WORK INSTRUCTION ▸ From the entries, copy every line that carries the string "false".

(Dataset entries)

*** Begin section ***

impl AsyncToolExecutor {
    pub fn new(cache: Arc<dyn CacheAdapter>, bus: Arc<EventBus>, config: AsyncToolExecutorConfig) -> Self {
        Self { cache, bus, config }
    }

    async fn persist(&self, task: &AsyncToolTask, ttl: Duration) -> Result<()> {
        let value = serde_json::to_value(task)?;
        self.cache.set(&task_key(&task.id.to_string()), value, Some(ttl)).await
    }

    /// Submit a new async tool invocation (spec §4.5 `executeAsync`).
    pub async fn execute_async(
        &self,
        tool_name: &str,
        parameters: Value,
        handler: &dyn AsyncToolHandler,
        session_id: SessionId,
        step_id: StepId,
        context: &ToolCallContext,
        kind: AsyncTaskKind,
    ) -> Result<AsyncToolTask> {
        let mut task = AsyncToolTask {
            id: wukong_foundation::AsyncTaskId::new(),
            tool_name: tool_name.to_string(),
            parameters: parameters.clone(),
            session_id,
            step_id,
            external_task_id: None,
            status: AsyncTaskStatus::Pending,
            result: None,
            error: None,
            last_poll_at: None,
            retry_count: 0,
            kind,
            estimated_duration_secs: None,
            created_at: chrono::Utc::now(),
        };

        self.persist(&task, self.config.pending_ttl).await?;
        self.bus.publish(events::tool_async::submitted(&task.id.to_string())).await;

        match handler.submit(parameters, context).await {
            Ok(external_id) => {
                task.external_task_id = Some(external_id);
                task.status = AsyncTaskStatus::Running;
                self.persist(&task, self.config.pending_ttl).await?;
                if matches!(kind, AsyncTaskKind::Polling) {
                    self.cache.push(POLLING_QUEUE_KEY, Value::String(task.id.to_string())).await?;
                }
                self.bus.publish(events::tool_async::running(&task.id.to_string())).await;
                Ok(task)
            }
            Err(e) => {
                task.status = AsyncTaskStatus::Failed;
                task.error = Some(wukong_foundation::sanitize(&e.to_string(), 500));
                self.persist(&task, self.config.failed_ttl).await?;
                self.bus.publish(events::tool_async::error(&task.id.to_string(), &e.to_string())).await;
                Err(e)
            }
        }
    }

    async fn load(&self, task_id: &str) -> Result<Option<AsyncToolTask>> {
        match self.cache.get(&task_key(task_id)).await? {
            Some(value) => Ok(Some(serde_json::from_value(value)?)),
            None => Ok(None),
        }
    }

    /// Poll an in-flight task (spec §4.5 `pollTask`). No-op for terminal
    /// tasks; the polling queue is allowed spurious pops of already-terminal
    /// tasks (spec §9 open question), so this check makes that idempotent.
    pub async fn poll_task(
        &self,
        task_id: &str,
        handler: &dyn AsyncToolHandler,
        context: &ToolCallContext,
    ) -> Result<Option<AsyncToolTask>> {
        let Some(mut task) = self.load(task_id).await? else { return Ok(None) };
        if task.status.is_terminal() {
            return Ok(Some(task));
        }

        let external_id = task.external_task_id.clone().unwrap_or_default();
        task.last_poll_at = Some(chrono::Utc::now());

        match handler.poll(&external_id, context).await {
            Ok(outcome) if outcome.success => {
                task.status = AsyncTaskStatus::Completed;
                task.result = outcome.result;
                self.persist(&task, self.config.completed_ttl).await?;
                self.bus.publish(events::tool_async::completed(&task.id.to_string())).await;
            }
            Ok(outcome) if outcome.task_id.is_some() || is_still_running(&outcome) => {
                // still running: refresh TTL, re-enqueue, report progress.
                self.persist(&task, self.config.pending_ttl).await?;
                self.cache.push(POLLING_QUEUE_KEY, Value::String(task.id.to_string())).await?;
                self.bus.publish(events::tool_async::progress(&task.id.to_string())).await;
            }
            Ok(outcome) => {
                task.status = AsyncTaskStatus::Failed;
                let msg = outcome.error.unwrap_or_else(|| "tool reported failure".to_string());
                task.error = Some(wukong_foundation::sanitize(&msg, 500));
                self.persist(&task, self.config.failed_ttl).await?;
                self.bus.publish(events::tool_async::error(&task.id.to_string(), &msg)).await;
            }
            Err(e) => {
                task.retry_count += 1;
                if task.retry_count >= self.config.max_retries {
                    task.status = AsyncTaskStatus::Failed;
                    task.error = Some(wukong_foundation::sanitize(&e.to_string(), 500));
                    self.persist(&task, self.config.failed_ttl).await?;
                    self.bus.publish(events::tool_async::error(&task.id.to_string(), &e.to_string())).await;
                } else {
                    warn!(task_id, retry = task.retry_count, "poll failed, re-enqueuing");
                    self.persist(&task, self.config.pending_ttl).await?;
                    self.cache.push(POLLING_QUEUE_KEY, Value::String(task.id.to_string())).await?;
                }
            }
        }

        Ok(Some(task))
    }

    /// Webhook delivery mirrors `poll_task`, driven by `on_webhook` instead
    /// (spec §4.5 `handleWebhook`).
    pub async fn handle_webhook(
        &self,
        task_id: &str,
        payload: Value,
        handler: &dyn AsyncToolHandler,
        context: &ToolCallContext,
    ) -> Result<Option<AsyncToolTask>> {
        let Some(mut task) = self.load(task_id).await? else { return Ok(None) };
        if task.status.is_terminal() {
            return Ok(Some(task));
        }

        match handler.on_webhook(payload, context).await {
            Ok(outcome) if outcome.success => {
                task.status = AsyncTaskStatus::Completed;
                task.result = outcome.result;
                self.persist(&task, self.config.completed_ttl).await?;
                self.bus.publish(events::tool_async::completed(&task.id.to_string())).await;
            }
            Ok(outcome) => {
                task.status = AsyncTaskStatus::Failed;
                let msg = outcome.error.unwrap_or_else(|| "webhook reported failure".to_string());
                task.error = Some(wukong_foundation::sanitize(&msg, 500));
                self.persist(&task, self.config.failed_ttl).await?;
                self.bus.publish(events::tool_async::error(&task.id.to_string(), &msg)).await;
            }
            Err(e) => {
                task.status = AsyncTaskStatus::Failed;
                task.error = Some(wukong_foundation::sanitize(&e.to_string(), 500));
                self.persist(&task, self.config.failed_ttl).await?;
                self.bus.publish(events::tool_async::error(&task.id.to_string(), &e.to_string())).await;
            }
        }
        Ok(Some(task))
    }

    pub async fn get_task(&self, task_id: &str) -> Result<Option<AsyncToolTask>> {
        self.load(task_id).await
    }

    pub async fn cancel(&self, task_id: &str) -> Result<Option<AsyncToolTask>> {
        let Some(mut task) = self.load(task_id).await? else { return Ok(None) };
        if task.status.is_terminal() {
            return Ok(Some(task));
        }
        task.status = AsyncTaskStatus::Failed;
        task.error = Some("cancelled".to_string());
        self.persist(&task, self.config.failed_ttl).await?;
        self.bus.publish(events::tool_async::cancelled(&task.id.to_string())).await;
        Ok(Some(task))
    }

    /// Map a terminal async task to the synchronous result shape
    /// (spec §4.5 `taskToToolResult`); timeout is reported as retryable.
    pub fn task_to_tool_result(task: &AsyncToolTask) -> ToolOutcome {
        match task.status {
            AsyncTaskStatus::Completed => ToolOutcome {
                success: true,
                result: task.result.clone(),
                task_id: Some(task.id.to_string()),
                ..Default::default()
            },
            AsyncTaskStatus::Failed => ToolOutcome::err(task.error.clone().unwrap_or_default(), false),
            AsyncTaskStatus::Timeout => ToolOutcome::err("async task timed out", true),
            AsyncTaskStatus::Pending | AsyncTaskStatus::Running => ToolOutcome {
                success: false,
                error: Some("still running".to_string()),
                can_retry: Some(true),
                task_id: Some(task.id.to_string()),
                ..Default::default()
            },
        }
    }

    /// Drain one task id from the polling queue, if any (spec §4.5: a queue
    /// of ids consumers dequeue at their own cadence, spec §5 backpressure).
    pub async fn next_polling_task(&self) -> Result<Option<String>> {
        match self.cache.pop(POLLING_QUEUE_KEY).await? {
            Some(Value::String(id)) => Ok(Some(id)),
            Some(_) => Err(Error::Cache("malformed polling queue entry".to_string())),
            None => Ok(None),
        }
    }
}

fn is_still_running(outcome: &ToolOutcome) -> bool {
    !outcome.success && outcome.error.is_none()
}

/// In-memory stand-in collaborator the spec leaves as an interface (spec §6)
/// — useful for tests and for `wukong-cli`'s demo wiring. Not used by
/// production code paths, which take `Arc<dyn CacheAdapter>` directly.
pub struct InMemoryCache {
    store: tokio::sync::Mutex<HashMap<String, Value>>,
    queues: tokio::sync::Mutex<HashMap<String, std::collections::VecDeque<Value>>>,
    locks: tokio::sync::Mutex<std::collections::HashSet<String>>,
}

impl InMemoryCache {
    pub fn new() -> Self {
        Self {
            store: tokio::sync::Mutex::new(HashMap::new()),
            queues: tokio::sync::Mutex::new(HashMap::new()),
            locks: tokio::sync::Mutex::new(std::collections::HashSet::new()),
        }
    }
}

impl Default for InMemoryCache {
    fn default() -> Self {
        Self::new()
    }
}

#[async_trait::async_trait]
impl CacheAdapter for InMemoryCache {
    async fn get(&self, key: &str) -> Result<Option<Value>> {
        Ok(self.store.lock().await.get(key).cloned())
    }
    async fn set(&self, key: &str, value: Value, _ttl: Option<Duration>) -> Result<()> {
        self.store.lock().await.insert(key.to_string(), value);
        Ok(())
    }
    async fn delete(&self, key: &str) -> Result<()> {
        self.store.lock().await.remove(key);
        Ok(())
    }
    async fn exists(&self, key: &str) -> Result<bool> {
        Ok(self.store.lock().await.contains_key(key))
    }
    async fn increment(&self, key: &str, by: i64) -> Result<i64> {
        let mut store = self.store.lock().await;
        let current = store.get(key).and_then(Value::as_i64).unwrap_or(0);
        let next = current + by;
        store.insert(key.to_string(), Value::from(next));
        Ok(next)
    }
    async fn keys(&self, pattern: &str) -> Result<Vec<String>> {
        let prefix = pattern.trim_end_matches('*');
        Ok(self.store.lock().await.keys().filter(|k| k.starts_with(prefix)).cloned().collect())
    }
    async fn push(&self, key: &str, value: Value) -> Result<()> {
        self.queues.lock().await.entry(key.to_string()).or_default().push_back(value);
        Ok(())
    }
    async fn pop(&self, key: &str) -> Result<Option<Value>> {
        Ok(self.queues.lock().await.get_mut(key).and_then(|q| q.pop_front()))
    }
    async fn length(&self, key: &str) -> Result<usize> {
        Ok(self.queues.lock().await.get(key).map(|q| q.len()).unwrap_or(0))
    }
    async fn acquire_lock(&self, key: &str, _ttl: Duration) -> Result<bool> {
        Ok(self.locks.lock().await.insert(key.to_string()))
    }
    async fn release_lock(&self, key: &str) -> Result<()> {
        self.locks.lock().await.remove(key);
        Ok(())
    }
}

*** End section ***

RESULT BELOW ▸
            AsyncTaskStatus::Failed => ToolOutcome::err(task.error.clone().unwrap_or_default(), false),
                success: false,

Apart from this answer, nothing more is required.